La délégation aux droits des femmes a accueilli avec beaucoup d’intérêt toutes les propositions formulées par Maître Steyer pour remédier au manque de communication entre les différents acteurs de la chaîne judiciaire de lutte contre les violences conjugales :
- la mise en œuvre d’un protocole pour traiter les plaintes des victimes de violences, en superposant les délais de la procédure civile à ceux de la procédure pénale (délai de six jours entre le dépôt d’une plainte et la convocation de l’auteur des violences, inspiré de celui de la délivrance des ordonnances de protection depuis la loi du 29 décembre 2019) ;
- une meilleure connexion entre la police, le parquet et le juge civil qui devraient disposer des mêmes informations et travailler ensemble ;
- une amélioration du suivi du contrôle judiciaire par les policiers et gendarmes, qui devraient prendre systématiquement l’attache de la victime pour savoir comment se déroule le contrôle judiciaire avant de recevoir l’auteur des violences ;
- une distribution plus large des téléphones "grave danger" (la victime de Grande Scynthe n’en disposait pas, alors qu’elle recevait régulièrement des menaces de meurtre) ;
- la mise en place d’un parquet spécialisé dans les violences intrafamiliales, comme c’est déjà le cas en matière de terrorisme ;
- l’organisation de permanences des juges aux affaires familiales pendant le week-end, période que Maître Steyer a qualifiée de "mini confinement" tant il est propice aux violences
Interrogée par la délégation sur les nouvelles modalités de signalement des violences en période de confinement dans les pharmacies ou les centres commerciaux, Maître Steyer a jugé cette mesure intéressante, tout en alertant sur le danger que ces "systèmes bis" reviennent à occulter la nécessaire intervention de la police : "Il faut que la femme dépose plainte et qu’il y ait une réponse en temps réel", a-t-elle souligné, ce que n’a pas permis, selon elle, la fermeture de nombreux postes de police et de gendarmerie pendant le confinement. "Les pharmacies ne sont qu’un lieu d’expression. Elles ne doivent pas être le délestage d’une justice qui n’est pas en mesure de répondre aux victimes", a-t-elle fait valoir.
Sur la protection des témoins signalant des violences intrafamiliales, Maître Isabelle Steyer a noté que la loi permettait de garantir leur anonymat, le juge pouvant être le seul à avoir connaissance de leur identité.
Répondant à l’inquiétude exprimée par Annick Billon, présidente, sur le traitement judiciaire des plaintes pour violences intrafamiliales pendant et après le confinement, Isabelle Steyer a appelé à un large recours aux audiences par visioconférence pour accompagner les difficultés de la sortie du confinement.

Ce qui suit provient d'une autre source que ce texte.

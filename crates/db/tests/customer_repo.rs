//! Integration tests for customer data access and the seed operation.

mod common;

use assert_matches::assert_matches;
use loanpay_db::repositories::{CustomerRepo, SeedOutcome};
use sqlx::SqlitePool;

#[sqlx::test]
async fn test_create_and_find_by_account_number(pool: SqlitePool) {
    loanpay_db::init_schema(&pool).await.unwrap();

    let created = CustomerRepo::create(&pool, &common::new_customer("ACC2000", 9.5, 12, 1000.0))
        .await
        .unwrap();
    assert!(created.id > 0);
    assert_eq!(created.account_number, "ACC2000");
    assert_eq!(created.tenure, 12);

    let found = CustomerRepo::find_by_account_number(&pool, "ACC2000")
        .await
        .unwrap()
        .expect("customer should exist");
    assert_eq!(found, created);
}

#[sqlx::test]
async fn test_find_is_exact_and_case_sensitive(pool: SqlitePool) {
    loanpay_db::init_schema(&pool).await.unwrap();
    CustomerRepo::create(&pool, &common::new_customer("ACC2000", 9.5, 12, 1000.0))
        .await
        .unwrap();

    for missing in ["acc2000", "ACC200", "ACC2000 ", "ACC9999"] {
        let found = CustomerRepo::find_by_account_number(&pool, missing).await.unwrap();
        assert!(found.is_none(), "{missing:?} should not match");
    }
}

#[sqlx::test]
async fn test_duplicate_account_number_rejected(pool: SqlitePool) {
    loanpay_db::init_schema(&pool).await.unwrap();
    let input = common::new_customer("ACC2000", 9.5, 12, 1000.0);

    CustomerRepo::create(&pool, &input).await.unwrap();
    let err = CustomerRepo::create(&pool, &input).await.unwrap_err();
    assert_matches!(err, sqlx::Error::Database(_));
    assert_eq!(CustomerRepo::count(&pool).await.unwrap(), 1);
}

#[sqlx::test]
async fn test_list_all_in_insertion_order(pool: SqlitePool) {
    loanpay_db::init_schema(&pool).await.unwrap();
    for account in ["ACC3", "ACC1", "ACC2"] {
        CustomerRepo::create(&pool, &common::new_customer(account, 10.0, 12, 100.0))
            .await
            .unwrap();
    }

    let accounts: Vec<String> = CustomerRepo::list_all(&pool)
        .await
        .unwrap()
        .into_iter()
        .map(|c| c.account_number)
        .collect();
    assert_eq!(accounts, ["ACC3", "ACC1", "ACC2"]);
}

#[sqlx::test]
async fn test_seed_is_idempotent(pool: SqlitePool) {
    loanpay_db::init_schema(&pool).await.unwrap();

    let first = CustomerRepo::seed_if_empty(&pool).await.unwrap();
    assert_eq!(first, SeedOutcome::Seeded(3));
    let after_first = CustomerRepo::list_all(&pool).await.unwrap();

    let second = CustomerRepo::seed_if_empty(&pool).await.unwrap();
    assert_eq!(second, SeedOutcome::AlreadySeeded);
    let after_second = CustomerRepo::list_all(&pool).await.unwrap();

    assert_eq!(after_first, after_second);
    let accounts: Vec<&str> = after_second.iter().map(|c| c.account_number.as_str()).collect();
    assert_eq!(accounts, ["ACC1001", "ACC1002", "ACC1003"]);
    assert_eq!(after_second[1].emi_due, 2200.5);
    assert_eq!(after_second[2].tenure, 12);
}

#[sqlx::test]
async fn test_seed_skipped_when_any_customer_exists(pool: SqlitePool) {
    loanpay_db::init_schema(&pool).await.unwrap();
    CustomerRepo::create(&pool, &common::new_customer("ACC2000", 9.5, 12, 1000.0))
        .await
        .unwrap();

    let outcome = CustomerRepo::seed_if_empty(&pool).await.unwrap();
    assert_eq!(outcome, SeedOutcome::AlreadySeeded);
    assert_eq!(CustomerRepo::count(&pool).await.unwrap(), 1);
}
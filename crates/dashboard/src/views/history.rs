//! Payment history search.

use axum::extract::{Query, State};
use axum::response::Html;
use loanpay_db::models::payment::Payment;
use loanpay_db::repositories::{CustomerRepo, PaymentRepo};
use serde::Deserialize;

use crate::error::DashboardResult;
use crate::format;
use crate::html::{self, Alert};
use crate::state::DashboardState;

#[derive(Debug, Deserialize)]
pub struct HistoryParams {
    pub account_number: Option<String>,
}

/// What the search found.
#[derive(Debug)]
pub enum Lookup {
    /// No account number entered yet.
    Empty,
    NotFound,
    /// Payments in storage order.
    Found(Vec<Payment>),
}

/// GET /history?account_number=
pub async fn show(
    State(state): State<DashboardState>,
    Query(params): Query<HistoryParams>,
) -> DashboardResult<Html<String>> {
    let account_number = params.account_number.unwrap_or_default();

    let lookup = if account_number.is_empty() {
        Lookup::Empty
    } else {
        match CustomerRepo::find_by_account_number(&state.pool, &account_number).await? {
            Some(customer) => {
                Lookup::Found(PaymentRepo::list_by_customer(&state.pool, customer.id).await?)
            }
            None => Lookup::NotFound,
        }
    };

    Ok(Html(html::page("History", &render(&account_number, lookup))))
}

/// Render the search box and result. Found payments are shown newest first.
pub fn render(account_number: &str, lookup: Lookup) -> String {
    let mut body = format!(
        "<h3>Payment History Search</h3>\
         <form method=\"get\" action=\"/history\">\
         <label>Enter Account Number \
         <input type=\"text\" name=\"account_number\" value=\"{}\"></label>\
         </form>",
        html::escape(account_number)
    );

    match lookup {
        Lookup::Empty => {}
        Lookup::NotFound => body.push_str(&html::alert(Alert::Error, "Account not found.")),
        Lookup::Found(payments) => {
            body.push_str(&format!(
                "<p>Showing history for <strong>{}</strong></p>",
                html::escape(account_number)
            ));
            if payments.is_empty() {
                body.push_str(&html::alert(
                    Alert::Info,
                    "No payment history for this account.",
                ));
            } else {
                body.push_str(&html::table(
                    &["Date", "Amount", "Status"],
                    payments.iter().rev().map(|p| {
                        vec![
                            format::timestamp(&p.payment_date),
                            format::money(p.amount),
                            p.status.clone(),
                        ]
                    }),
                ));
            }
        }
    }
    body
}

#[cfg(test)]
mod tests {
    use chrono::{TimeZone, Utc};

    use super::*;

    fn payment(id: i64, amount: f64) -> Payment {
        Payment {
            id,
            customer_id: 1,
            payment_date: Utc.with_ymd_and_hms(2024, 2, 1, 9, 30, 0).unwrap(),
            amount,
            status: "Success".to_string(),
        }
    }

    #[test]
    fn empty_search_shows_only_the_form() {
        let out = render("", Lookup::Empty);
        assert!(out.contains("name=\"account_number\""));
        assert!(!out.contains("Account not found."));
    }

    #[test]
    fn unknown_account_is_reported_inline() {
        let out = render("ACC9999", Lookup::NotFound);
        assert!(out.contains("Account not found."));
        assert!(out.contains("value=\"ACC9999\""));
    }

    #[test]
    fn found_history_is_newest_first() {
        let out = render("ACC1001", Lookup::Found(vec![payment(1, 111.0), payment(2, 222.0)]));
        let older = out.find("$111.00").unwrap();
        let newer = out.find("$222.00").unwrap();
        assert!(newer < older);
    }

    #[test]
    fn account_without_payments() {
        let out = render("ACC1001", Lookup::Found(Vec::new()));
        assert!(out.contains("No payment history for this account."));
    }

    #[test]
    fn search_value_is_escaped() {
        let out = render("\"><script>", Lookup::NotFound);
        assert!(!out.contains("<script>"));
    }
}
//! Payment constants.
//!
//! Every payment recorded today succeeds; no code path writes any other
//! status value.

/// Status written on every newly recorded payment.
pub const STATUS_SUCCESS: &str = "Success";
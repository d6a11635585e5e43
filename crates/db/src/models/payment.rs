//! Payment entity model and DTOs.

use serde::{Deserialize, Serialize};
use sqlx::FromRow;
use loanpay_core::types::{DbId, Timestamp};

/// A row from the `payments` table.
#[derive(Debug, Clone, PartialEq, FromRow, Serialize)]
pub struct Payment {
    pub id: DbId,
    pub customer_id: DbId,
    pub payment_date: Timestamp,
    pub amount: f64,
    pub status: String,
}

/// Request body for recording a payment against an account.
#[derive(Debug, Clone, Deserialize)]
pub struct CreatePayment {
    pub amount: f64,
    pub account_number: String,
}

/// A payment joined with the account number of its customer.
#[derive(Debug, Clone, PartialEq, FromRow, Serialize)]
pub struct PaymentWithAccount {
    pub id: DbId,
    pub account_number: String,
    pub payment_date: Timestamp,
    pub amount: f64,
    pub status: String,
}
use axum::routing::get;
use axum::Router;

use crate::handlers::customers;
use crate::state::AppState;

/// ```text
/// GET /customers -> list_customers
/// ```
pub fn router() -> Router<AppState> {
    Router::new().route("/customers", get(customers::list_customers))
}
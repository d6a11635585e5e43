pub mod customers;
pub mod health;
pub mod payments;
pub mod seed;

use axum::Router;

use crate::state::AppState;

/// Build the API route tree.
///
/// ```text
/// /                               service info
/// /health                         liveness
/// /customers                      list
/// /payments                       create (POST)
/// /payments/{account_number}      history
/// /seed                           seed sample data (POST)
/// ```
pub fn api_routes() -> Router<AppState> {
    Router::new()
        .merge(health::router())
        .merge(customers::router())
        .merge(payments::router())
        .merge(seed::router())
}
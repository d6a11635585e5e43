use axum::extract::State;
use axum::{routing::get, Json, Router};
use serde::Serialize;

use crate::state::AppState;

/// Service identity payload for `GET /`.
#[derive(Serialize)]
pub struct RootResponse {
    pub message: &'static str,
    pub status: &'static str,
    /// Crate version from Cargo.toml.
    pub version: &'static str,
}

/// Health check response payload.
#[derive(Serialize)]
pub struct HealthResponse {
    /// `healthy`, or `degraded` when the database does not answer.
    pub status: &'static str,
    pub service: &'static str,
    pub version: &'static str,
    pub db_healthy: bool,
}

/// GET / -- service name, status and version.
async fn root() -> Json<RootResponse> {
    Json(RootResponse {
        message: "Payment Collection API",
        status: "running",
        version: env!("CARGO_PKG_VERSION"),
    })
}

/// GET /health -- liveness plus database reachability.
async fn health_check(State(state): State<AppState>) -> Json<HealthResponse> {
    let db_healthy = loanpay_db::health_check(&state.pool).await.is_ok();

    let status = if db_healthy { "healthy" } else { "degraded" };

    Json(HealthResponse {
        status,
        service: "payment-backend",
        version: env!("CARGO_PKG_VERSION"),
        db_healthy,
    })
}

pub fn router() -> Router<AppState> {
    Router::new()
        .route("/", get(root))
        .route("/health", get(health_check))
}
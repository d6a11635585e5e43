//! Domain model structs and DTOs.
//!
//! Each submodule contains a `FromRow` + `Serialize` entity struct matching
//! the database row and a `Deserialize` create DTO for inserts.

pub mod customer;
pub mod payment;
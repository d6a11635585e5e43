/// All primary keys are SQLite `INTEGER PRIMARY KEY` rowids.
pub type DbId = i64;

/// All timestamps are UTC.
pub type Timestamp = chrono::DateTime<chrono::Utc>;
use axum::routing::post;
use axum::Router;

use crate::handlers::seed;
use crate::state::AppState;

pub fn router() -> Router<AppState> {
    Router::new().route("/seed", post(seed::seed_data))
}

Annick Billon, présidente, a rappelé l’importance qu’attache la délégation aux moyens qui doivent impérativement être consacrés à la lutte contre les violences intrafamiliales. "Les victimes méritent une vraie réponse de l’État ; toute carence de celui-ci dans le traitement de ces violences revient à donner raison aux auteurs de violences", a-t-elle conclu.
L’activité du Sénat se déroule dans le strict respect des conditions sanitaires dictées par la nécessité d’enrayer la pandémie du Covid-19.